Claire en affaires-Dealing with Clair
Claire en affaires de Martin Crimp, traduction de Jean-Pierre Vincent et Frédérique Pain, mise en scène de Sylvain Maurice.
Martin Crimp, dramaturge anglais de 54 ans est maintenant bien connu dans le milieu théâtral français et européen avec des pièces comme Atteintes à sa vie, sans doute la plus connue qui a été traduite en vingt langues!Le Traitement, La Campagne, Getting attention, Tendre et cruel ou La Ville.( Voir les articles du Théâtre du Blog du 29 janvier, 24 mai et 8 juin 2009).
Nous avons vu toutes ces pièces à chaque fois avec beaucoup de plaisir , surtout La Ville monté de façon remarquable par Marc Paquien au Théâtre des Abbesses. Claire en affaires, écrite il y a 22 ans, n’a pas une ride, et a même quelque chose de prophétique quant à la spéculation immobilière actuelle.. Et Sylvain Maurice qui voit son théâtre “ comme à la fois très jubilatoire et très cruel et où il y a une forme d’intelligence ludique”, a réalisé une mise en scène de tout premier ordre.
Claire en affaires a pour scénario l’histoire d’un jeune couple qui semble plutôt sympathique Mike et Liz ; ils ont un bébé de six mois dont est censée s’occuper une jeune fille au pair napolitaine, et vivent, à Londres, dans une maison qui a trois chambres, dont une n’a pas de fenêtre! et où ils logent la jeune fille.
Mais ils veulent vendre cette maison par le biais d’un agent immobilier , Claire qui a une trentaine d’années, indépendante mais visiblement très seule. Le “jeune couple sympathique” veut vendre cette maison mais Liz comme Mike ont des principes moraux et ne veulent pas profiter de la situation de l’immobilier pour faire monter le prix .Gagner de l’argent pour le vendeur , faire baisser le prix chez l’acheteur: on est bien dans une situation infernale, où les gens se détruisent sans s’en rendre compte, d’autant plus que les sommes en jeu sont très importantes.
Et ce ne sont pas seulement eux qui mais toute la société qui, à cause de ces petits coups de canif dans le contrat social, va s’en trouver changée. Mais quand James, l’acheteur bobo éventuel que Claire a déniché , la cinquantaine élégante, qui prétend être assez riche pour acheter cash , se présente pour visiter la maison, les beaux principes de Mike et Liz se fissurent. L’ arrivée de James, (photo ci-dessus avec Claire ), comme dans beaucoup de pièces classiques, va agir comme une sorte de révélateur de ce qui était soigneusement enfoui. Comme le dit très bien Sylvain Maurice: “ Ils ne sont pas consciemment cyniques (…) et leur pensée semble s’inventer dans l’instant comme tous les personnages de Crimp”. Et Mike va devenir un redoutable partenaire quand il s’agira d’argumenter, et de faire monter le prix, même si cette maison n’est pas aussi impeccable qu’il le prétend, si les poutres qui soutiennent le salon sont en mauvais état et si la troisième chambre n’a pas de fenêtre!

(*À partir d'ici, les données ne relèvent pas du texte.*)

//! Instrumented-Region Catalog
//!
//! Region naming and source-location bookkeeping are an external
//! service; the wrappers only need a stable handle per instrumented
//! API entry point. The catalog is the fixed enumeration of those
//! entry points, with the discriminant doubling as the handle value.

use rmascope_core::RegionHandle;

/// Instrumented API entry points.
#[derive(Debug, Clone, Copy, PartialEq, Eq)]
#[repr(u32)]
#[allow(missing_docs)]
pub enum ApiRegion {
    PutU64,
    PutMem,
    PutMemNbi,
    GetU64,
    GetMem,
    Swap,
    CompareSwap,
    FetchAdd,
    FetchInc,
    Add,
    Inc,
    BarrierAll,
    Barrier,
    Broadcast,
    Collect,
    ReduceSum,
    AllToAll,
    SetLock,
    ClearLock,
    TestLock,
    WaitUntil,
    Fence,
    Quiet,
    TeamSplit,
    TeamFree,
    TeamBarrier,
    Finalize,
}

impl ApiRegion {
    /// The region handle events are recorded under.
    #[inline(always)]
    pub fn handle(self) -> RegionHandle {
        RegionHandle(self as u32)
    }

    /// Wrapped API name, for trace rendering.
    pub fn name(self) -> &'static str {
        match self {
            ApiRegion::PutU64 => "put_u64",
            ApiRegion::PutMem => "putmem",
            ApiRegion::PutMemNbi => "putmem_nbi",
            ApiRegion::GetU64 => "get_u64",
            ApiRegion::GetMem => "getmem",
            ApiRegion::Swap => "atomic_swap",
            ApiRegion::CompareSwap => "atomic_compare_swap",
            ApiRegion::FetchAdd => "atomic_fetch_add",
            ApiRegion::FetchInc => "atomic_fetch_inc",
            ApiRegion::Add => "atomic_add",
            ApiRegion::Inc => "atomic_inc",
            ApiRegion::BarrierAll => "barrier_all",
            ApiRegion::Barrier => "barrier",
            ApiRegion::Broadcast => "broadcast",
            ApiRegion::Collect => "collect",
            ApiRegion::ReduceSum => "reduce_sum",
            ApiRegion::AllToAll => "alltoall",
            ApiRegion::SetLock => "set_lock",
            ApiRegion::ClearLock => "clear_lock",
            ApiRegion::TestLock => "test_lock",
            ApiRegion::WaitUntil => "wait_until",
            ApiRegion::Fence => "fence",
            ApiRegion::Quiet => "quiet",
            ApiRegion::TeamSplit => "team_split_strided",
            ApiRegion::TeamFree => "team_free",
            ApiRegion::TeamBarrier => "team_barrier",
            ApiRegion::Finalize => "finalize",
        }
    }

    /// Look a region handle back up, for trace rendering.
    pub fn from_handle(handle: RegionHandle) -> Option<ApiRegion> {
        ALL.get(handle.0 as usize).copied()
    }
}

const ALL: &[ApiRegion] = &[
    ApiRegion::PutU64,
    ApiRegion::PutMem,
    ApiRegion::PutMemNbi,
    ApiRegion::GetU64,
    ApiRegion::GetMem,
    ApiRegion::Swap,
    ApiRegion::CompareSwap,
    ApiRegion::FetchAdd,
    ApiRegion::FetchInc,
    ApiRegion::Add,
    ApiRegion::Inc,
    ApiRegion::BarrierAll,
    ApiRegion::Barrier,
    ApiRegion::Broadcast,
    ApiRegion::Collect,
    ApiRegion::ReduceSum,
    ApiRegion::AllToAll,
    ApiRegion::SetLock,
    ApiRegion::ClearLock,
    ApiRegion::TestLock,
    ApiRegion::WaitUntil,
    ApiRegion::Fence,
    ApiRegion::Quiet,
    ApiRegion::TeamSplit,
    ApiRegion::TeamFree,
    ApiRegion::TeamBarrier,
    ApiRegion::Finalize,
];

#[cfg(test)]
mod tests {
    use super::*;

    #[test]
    fn test_handles_round_trip() {
        for (i, region) in ALL.iter().enumerate() {
            assert_eq!(region.handle(), RegionHandle(i as u32));
            assert_eq!(ApiRegion::from_handle(region.handle()), Some(*region));
        }
    }

    #[test]
    fn test_names_unique() {
        let mut names: Vec<&str> = ALL.iter().map(|r| r.name()).collect();
        names.sort_unstable();
        names.dedup();
        assert_eq!(names.len(), ALL.len());
    }
}
//! Reentrancy Guard
//!
//! The measurement layer wraps a library that may internally call the
//! same primitives it exports (a broadcast implemented with puts, a
//! lock built on atomics). Two pieces of state keep those internal
//! calls from producing spurious application-level events:
//!
//! - a **nesting depth**, incremented on entry to any instrumented
//!   call and decremented on exit, regardless of whether events are
//!   emitted;
//! - an **event-generation toggle**, switched off for the duration of
//!   each wrapped call and restored afterward, independent of the
//!   depth.
//!
//! Both are atomically guarded so the same context stays correct when
//! a processing element's runtime is itself multi-threaded.

use std::sync::atomic::{AtomicBool, AtomicU32, Ordering};

/// Process-wide reentrancy state for one processing element.
#[derive(Debug)]
pub struct ReentrancyState {
    depth: AtomicU32,
    events_enabled: AtomicBool,
}

impl ReentrancyState {
    /// Fresh state: depth zero, events disabled.
    ///
    /// Event generation is switched on only after the communication
    /// domain finishes initializing (see `PeContext::initialize`), so
    /// wrapped calls issued during library startup stay silent.
    pub const fn new() -> Self {
        Self {
            depth: AtomicU32::new(0),
            events_enabled: AtomicBool::new(false),
        }
    }

    /// Current nesting depth.
    #[inline]
    pub fn depth(&self) -> u32 {
        self.depth.load(Ordering::Relaxed)
    }

    /// Whether event generation is currently enabled.
    #[inline]
    pub fn events_enabled(&self) -> bool {
        self.events_enabled.load(Ordering::Relaxed)
    }

    /// Toggle event generation.
    #[inline]
    pub fn set_events(&self, enabled: bool) {
        self.events_enabled.store(enabled, Ordering::Relaxed);
    }

    /// Enter an instrumented call. Balanced by dropping the returned
    /// scope, including on unwind up to a fatal-termination point.
    #[inline]
    pub fn measurement_scope(&self) -> MeasurementScope<'_> {
        self.depth.fetch_add(1, Ordering::Relaxed);
        MeasurementScope { state: self }
    }
}

impl Default for ReentrancyState {
    fn default() -> Self {
        Self::new()
    }
}

/// RAII guard balancing the nesting depth.
pub struct MeasurementScope<'a> {
    state: &'a ReentrancyState,
}

impl Drop for MeasurementScope<'_> {
    #[inline]
    fn drop(&mut self) {
        let prev = self.state.depth.fetch_sub(1, Ordering::Relaxed);
        debug_assert!(prev > 0, "unbalanced measurement scope");
    }
}
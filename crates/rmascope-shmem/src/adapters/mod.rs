//! Adapters - connecting the bracketing protocols to a runtime
//!
//! - [`runtime`]: the [`runtime::PgasRuntime`] seam, the ordinary
//!   call/return contract this layer consumes from the real
//!   communication library
//! - [`regions`]: the fixed catalog of instrumented-region handles
//! - [`wrappers`]: the thin per-API adapters, one-call-in/one-call-out

pub mod regions;
pub mod runtime;
pub mod wrappers;

pub use regions::ApiRegion;
pub use runtime::PgasRuntime;
pub use wrappers::Instrumented;
//! Domain Layer - measurement event model
//!
//! Three modules, leaves first:
//!
//! - [`topology`]: who am I, how many of us are there
//! - [`event`]: the typed records an adapter emits
//! - [`recorder`]: strict program-order storage for those records
//!
//! Everything here is pure domain logic; storage backends are the only
//! seam (see [`recorder::RecorderBackend`]).

pub mod event;
pub mod recorder;
pub mod topology;

pub use event::{
    AtomicKind, CollectiveKind, EventKind, EventRecord, LockId, LockMode, MatchingId,
    RegionHandle, SyncLevel, WindowHandle,
};
pub use recorder::{EventRecorder, HeapBackend, RecorderBackend, RecorderConfig};
pub use topology::{PeId, Topology};
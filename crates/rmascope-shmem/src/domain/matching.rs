//! Matching-Id Allocator
//!
//! Produces the correlation tokens that pair an RMA operation's start
//! record with its completion record. Process-local; uniqueness is
//! scoped to (process, window), no cross-process coordination.

use rmascope_core::MatchingId;
use std::sync::atomic::{AtomicU64, Ordering};

/// Monotonic matching-id source.
///
/// Ids are strictly increasing and never reused within a process
/// lifetime. The counter is deliberately not guarded against
/// wraparound: 2^64 operations are out of reach of any realistic run,
/// and the observed original behaves the same way.
#[derive(Debug, Default)]
pub struct MatchingIdAllocator {
    next: AtomicU64,
}

impl MatchingIdAllocator {
    /// Allocator starting at id 0.
    pub const fn new() -> Self {
        Self {
            next: AtomicU64::new(0),
        }
    }

    /// Return the current id and advance the counter.
    #[inline]
    pub fn next(&self) -> MatchingId {
        MatchingId(self.next.fetch_add(1, Ordering::Relaxed))
    }

    /// Reset to zero. Called once at communication-domain setup.
    pub fn reset(&self) {
        self.next.store(0, Ordering::Relaxed);
    }
}
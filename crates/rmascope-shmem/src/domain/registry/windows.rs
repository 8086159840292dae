//! Active-Set Window Registry
//!
//! Maps an [`ActiveSet`] descriptor to a durable [`WindowHandle`],
//! creating and recording a new window definition on first
//! observation. Definitions live for the process lifetime (the
//! communication domains they describe outlive the operations
//! addressing them) and are invalidated en masse at teardown.
//!
//! # Concurrency
//!
//! The cache is insert-once, read-many. Lookups go through a lock-free
//! read path; insertion is serialized by the definition-table mutex,
//! with a re-check under the lock so a racing thread can never observe
//! (or double-create) a half-registered entry.
//!
//! # Failure
//!
//! Resolution never fails in the steady state. Exhausting the
//! definition id space aborts the process: a silently dropped window
//! handle would corrupt every subsequent event referencing it.

use super::active_set::ActiveSet;
use dashmap::DashMap;
use parking_lot::Mutex;
use rmascope_core::{error::fatal, Topology, WindowHandle};
use std::sync::atomic::{AtomicBool, Ordering};

const WIN_WORLD_NAME: &str = "All PEs";
const WIN_SELF_NAME: &str = "Self PE";

/// Errors of the definition service.
#[derive(Debug, Clone, Copy, PartialEq, Eq, thiserror::Error)]
pub enum RegistryError {
    /// The window definition id space is exhausted.
    #[error("window definition id space exhausted")]
    DefinitionsExhausted,
}

/// One recorded window definition, in creation order.
#[derive(Debug, Clone)]
pub struct WindowDefinition {
    /// The handle events refer to
    pub handle: WindowHandle,
    /// Human-readable label recorded with the definition
    pub label: String,
    /// Descriptor the definition was keyed on; `None` for windows
    /// registered through the team scheme
    pub active_set: Option<ActiveSet>,
}

/// The process-local active-set window registry.
pub struct WindowRegistry {
    topology: Topology,
    world: WindowHandle,
    self_window: WindowHandle,
    /// Read-mostly descriptor cache; entries are immutable once
    /// inserted
    cache: DashMap<ActiveSet, WindowHandle>,
    /// Creation-ordered definition table; also the single-mutator
    /// lock for the insertion path
    definitions: Mutex<Vec<WindowDefinition>>,
    active: AtomicBool,
}

impl WindowRegistry {
    /// Set up the registry for one communication domain.
    ///
    /// Creates the universal ("world") window once, and -- on
    /// multi-element runs -- the "self" window for this element. On a
    /// singleton run the self window aliases the world window.
    pub fn new(topology: Topology) -> Self {
        let mut definitions = Vec::new();

        let world = Self::define_locked(
            &mut definitions,
            WIN_WORLD_NAME.to_string(),
            Some(ActiveSet::world(topology.num_pes)),
        );

        let self_window = if topology.is_singleton() {
            world
        } else {
            Self::define_locked(
                &mut definitions,
                WIN_SELF_NAME.to_string(),
                Some(ActiveSet::new(topology.my_pe.raw(), 0, 1)),
            )
        };

        Self {
            topology,
            world,
            self_window,
            cache: DashMap::new(),
            definitions: Mutex::new(definitions),
            active: AtomicBool::new(true),
        }
    }

    /// The universal window: the default addressing domain for
    /// elemental and block put/get operations.
    #[inline(always)]
    pub fn world(&self) -> WindowHandle {
        self.world
    }

    /// The self window (aliases the world window on singleton runs).
    #[inline(always)]
    pub fn self_window(&self) -> WindowHandle {
        self.self_window
    }

    /// Resolve a descriptor to its window handle, registering a new
    /// window on first observation.
    ///
    /// The world set and all self-like sets short-circuit to their
    /// pre-created windows; everything else goes through the memoizing
    /// cache. O(1) amortized.
    pub fn resolve(&self, set: ActiveSet) -> WindowHandle {
        debug_assert!(self.is_active(), "window resolution after teardown");

        if set.is_world(self.topology.num_pes) {
            return self.world;
        }
        if set.is_self_like(self.topology.my_pe) {
            return self.self_window;
        }

        if let Some(handle) = self.cache.get(&set) {
            return *handle;
        }

        let mut definitions = self.definitions.lock();
        // Re-check under the lock: another thread may have won the
        // insertion race while we waited.
        if let Some(handle) = self.cache.get(&set) {
            return *handle;
        }

        let handle = Self::define_locked(&mut definitions, format!("Active set {set}"), Some(set));
        self.cache.insert(set, handle);
        tracing::debug!(target: "rmascope", %set, %handle, "registered PE group");
        handle
    }

    /// Register a window that is keyed elsewhere (the team scheme),
    /// recording only its label in the shared definition table.
    pub(crate) fn define_external(&self, label: String) -> WindowHandle {
        debug_assert!(self.is_active(), "window definition after teardown");
        let mut definitions = self.definitions.lock();
        Self::define_locked(&mut definitions, label, None)
    }

    fn define_locked(
        definitions: &mut Vec<WindowDefinition>,
        label: String,
        active_set: Option<ActiveSet>,
    ) -> WindowHandle {
        let Ok(raw) = u32::try_from(definitions.len()) else {
            fatal("window definition", &RegistryError::DefinitionsExhausted);
        };
        let handle = WindowHandle::new(raw);
        definitions.push(WindowDefinition {
            handle,
            label,
            active_set,
        });
        handle
    }

    /// Stable, creation-ordered snapshot of every definition observed
    /// so far -- the local side of the program-exit unification pass
    /// that assigns one global numbering across all processes.
    pub fn definitions(&self) -> Vec<WindowDefinition> {
        self.definitions.lock().clone()
    }

    /// Number of definitions created so far.
    pub fn definition_count(&self) -> usize {
        self.definitions.lock().len()
    }

    /// Whether the registry has not been torn down yet.
    #[inline]
    pub fn is_active(&self) -> bool {
        self.active.load(Ordering::Relaxed)
    }

    /// Invalidate all handles at program teardown. The definition
    /// table stays readable for the unification pass; resolution is
    /// over.
    pub fn teardown(&self) {
        self.active.store(false, Ordering::Relaxed);
        tracing::debug!(
            target: "rmascope",
            definitions = self.definition_count(),
            "window registry torn down"
        );
    }
}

Quant à James, qui prétend donc être très riche, ce qui reste à prouver, il parle beaucoup d’art, d’architecture avec brio, même si cela reste assez superficiel ; il est à la fois séduisant et intelligent mais l’on s’aperçoit vite que c’est un mythomane, peut-être très pervers et dangereux, et qu’il s’invente une vie qu’il n’a pas. Mais, comme il possède, comme peu de gens, le pouvoir de faire rêver , on aurait quand même tendance à le croire. Et quand il parle de ses voyages en train qu’il préfère à tout autre moyen de locomotion, il en devient lyrique… Claire semble assez fascinée par le personnage. Mais, dans une admirable et presque dernière scène, influencée par Hitchock, on le voit téléphoner, comme au début de la pièce l’on voit aussi Claire téléphoner: il est seul et il hurle, en disant qu’il est dans la maison de Claire, mais qu’elle n’est pas disponible.. En fait, on peut tout imaginer mais plus sûrement le pire. Mais Martin Crimp n’en dit rien. Claire en affaires n’a cependant rien d’une pièce policière mais nous renvoie à nous-mêmes et à la banalité de la violence entre les êtres.

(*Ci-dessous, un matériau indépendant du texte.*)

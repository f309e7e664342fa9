//! Turns query results into text.
//!
//! All the Display impls live here so the rest of the engine never worries
//! about presentation.

use crate::engine::execution::{Aggregate, QueryResult};
use crate::engine::source::Row;
use std::fmt::{Display, Formatter};

pub fn render_result(result: &QueryResult) -> String {
    format!("{result}")
}

impl Display for QueryResult {
    fn fmt(&self, f: &mut Formatter<'_>) -> std::fmt::Result {
        match self {
            QueryResult::Rows { rows, .. } if rows.is_empty() => writeln!(f, "(no rows)"),
            QueryResult::Rows { columns, rows } => write!(f, "{}", AlignedTable { columns, rows }),
            QueryResult::Aggregates(aggregates) => {
                for aggregate in aggregates {
                    writeln!(f, "{aggregate}")?;
                }

                Ok(())
            }
        }
    }
}

impl Display for Aggregate {
    fn fmt(&self, f: &mut Formatter<'_>) -> std::fmt::Result {
        write!(f, "{}: {}", self.expression, self.count)
    }
}

/// Header, rule, then one line per row, every cell left-justified to the
/// widest value its column has seen (header included).
struct AlignedTable<'a> {
    columns: &'a [String],
    rows: &'a [Row],
}

impl Display for AlignedTable<'_> {
    fn fmt(&self, f: &mut Formatter<'_>) -> std::fmt::Result {
        let widths: Vec<usize> = self
            .columns
            .iter()
            .map(|column| {
                self.rows
                    .iter()
                    .map(|row| cell(row, column).chars().count())
                    .chain(std::iter::once(column.chars().count()))
                    .max()
                    .unwrap_or(0)
            })
            .collect();

        for (index, column) in self.columns.iter().enumerate() {
            if index > 0 {
                write!(f, " | ")?;
            }
            write!(f, "{:<width$}", column, width = widths[index])?;
        }
        writeln!(f)?;

        for (index, width) in widths.iter().enumerate() {
            if index > 0 {
                write!(f, "-+-")?;
            }
            write!(f, "{}", "-".repeat(*width))?;
        }
        writeln!(f)?;

        for row in self.rows {
            for (index, column) in self.columns.iter().enumerate() {
                if index > 0 {
                    write!(f, " | ")?;
                }
                write!(f, "{:<width$}", cell(row, column), width = widths[index])?;
            }
            writeln!(f)?;
        }

        Ok(())
    }
}

fn cell<'a>(row: &'a Row, column: &str) -> &'a str {
    row.get(column).map(String::as_str).unwrap_or("")
}
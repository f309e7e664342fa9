mod args;

use args::Args;
use clap::Parser;
use colored::Colorize;
use dialoguer::theme::ColorfulTheme;
use dialoguer::Input;
use log::debug;
use minisql::context::Context;
use minisql::data::CsvTableSource;
use minisql::{render_result, run_query, Error};
use std::io::ErrorKind as IoErrorKind;
use std::path::PathBuf;

fn main() {
    env_logger::init();

    let args = Args::parse();

    if let Err(error) = run(args) {
        eprintln!("{} {error}", "Error:".red());
        std::process::exit(1);
    }
}

fn run(args: Args) -> Result<(), Error> {
    let source = CsvTableSource::new(data_dir(&args)?);

    match &args.query {
        Some(query) => run_once(query, &source),
        None => prompt_loop(&source),
    }
}

/// `--data-dir` wins and becomes the new default; otherwise the stored
/// context, falling back to the current directory.
fn data_dir(args: &Args) -> Result<PathBuf, Error> {
    match &args.data_dir {
        Some(data_dir) => {
            Context {
                data_dir: data_dir.clone(),
            }
            .store()?;

            Ok(data_dir.clone())
        }
        None => match Context::load()? {
            Some(context) => {
                debug!("using saved data directory {}", context.data_dir.display());

                Ok(context.data_dir)
            }
            None => Ok(PathBuf::from(".")),
        },
    }
}

fn run_once(query: &str, source: &CsvTableSource) -> Result<(), Error> {
    let result = run_query(query, source)?;
    print!("{}", render_result(&result));

    Ok(())
}

/// Reads queries until EXIT/QUIT or end of input. A failing query prints
/// its error and the loop moves on to the next one.
fn prompt_loop(source: &CsvTableSource) -> Result<(), Error> {
    println!(
        "mini-SQL prompt. {}/{} combine filters, type {} or {} to leave.",
        "AND".bold(),
        "OR".bold(),
        "EXIT".bold(),
        "QUIT".bold(),
    );

    loop {
        let line: String = match Input::with_theme(&ColorfulTheme::default())
            .with_prompt("sql")
            .allow_empty(true)
            .interact_text()
        {
            Ok(line) => line,
            // End of piped input shows up as an IO error; leave quietly.
            Err(dialoguer::Error::IO(io_error))
                if io_error.kind() == IoErrorKind::UnexpectedEof =>
            {
                println!("Goodbye.");
                return Ok(());
            }
            Err(error) => return Err(error.into()),
        };

        let line = line.trim();
        if line.is_empty() {
            continue;
        }
        if line.eq_ignore_ascii_case("exit") || line.eq_ignore_ascii_case("quit") {
            println!("Bye.");
            return Ok(());
        }

        match run_query(line, source) {
            Ok(result) => print!("{}", render_result(&result)),
            Err(error) => eprintln!("{} {error}", "Error:".red()),
        }
    }
}
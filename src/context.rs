//! The persisted default data directory.
//!
//! Retyping `--data-dir` on every invocation gets old fast, so the prompt
//! remembers the last one here, as a bit of JSON under `~/.cache/minisql/`.

use serde::{Deserialize, Serialize};
use std::fs;
use std::path::PathBuf;

#[derive(Serialize, Deserialize, Debug)]
pub struct Context {
    pub data_dir: PathBuf,
}

impl Context {
    /// The saved context, or None when none was ever stored.
    pub fn load() -> Result<Option<Context>, crate::Error> {
        let path = context_file()?;
        if !path.is_file() {
            return Ok(None);
        }

        let context = serde_json::from_reader(fs::File::open(path)?)?;

        Ok(Some(context))
    }

    pub fn store(&self) -> Result<(), crate::Error> {
        fs::write(context_file()?, serde_json::to_string(self)?)?;

        Ok(())
    }
}

fn context_file() -> Result<PathBuf, crate::Error> {
    let home = std::env::var("HOME")?;

    let mut path = PathBuf::from(home);
    path.push(".cache");
    path.push("minisql");

    fs::create_dir_all(&path)?;

    path.push("context.json");

    Ok(path)
}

Mais comme l’indique aussi Sylvain Maurice, le langage des personnages de Martin Crimp n’est plus seulement un moyen de communication mais une arme redoutable pour qui sait s’en servir. et les dialogues ciselés des très courtes scènes du dramaturge anglais ressemblent souvent à des dialogues de film mais, pas moyen de s’y tromper, ce qui se dit comporte une part de non-dit encore plus importante avec des blancs que le spectateur est prié de remplir au gré de son imagination.
Mais on ne sait finalement trop rien de ces personnages assez opaques mais dont l’histoire ne cesse de nous intriguer. Qui sont finalement Liz et Mike? Que savent-ils de la disparition de Claire? Ont-ils ne serait-ce qu’une part de responsabilité dans cette histoire des plus glauques? On ne le saura jamais…
Martin Crimp est passé maître depuis longtemps dans l’art de construire des dialogues aux propos insignifiants, aux clichés usés que ses personnages disent d’un ton détaché, sans avoir l’air d’y toucher. Et pour faire bonne mesure, il redonne à d’autres personnages des répliques que l’on a déjà entendues quelques minutes avant. Et cet art du langage, toujours plein d’humour, est parfois d’une cruauté incroyable, sans psychologie apparente. Martin Crimp est très habile, et grâce à ce langage extrêmement élaboré, le public devine tous le petits et gros mensonges, les intentions cachées, la mauvaise foi, comme l’aveuglement de chaque personnage.
Sylvain Maurice a demandé à Marie La Roca une scénographie qui est réussie; c’est, presque hyperréaliste, un salon petit bourgeois doté d’un seul grand canapé et d’une petite table où tout est laid, mal éclairé par des lampadaires et des appliques minables. Il n’y a même pas de rideaux aux trois fenêtres à guillotine. C’est un bel espace de jeu pour les comédiens qui ,très bien dirigés, sont tous impeccables, en particulier: Sharif Andoura absolument remarquable dans Mike et Gérard Watkins qui compose un James complexe assez effrayant, et Odja Lorca, très crédible dans cette Claire énigmatique.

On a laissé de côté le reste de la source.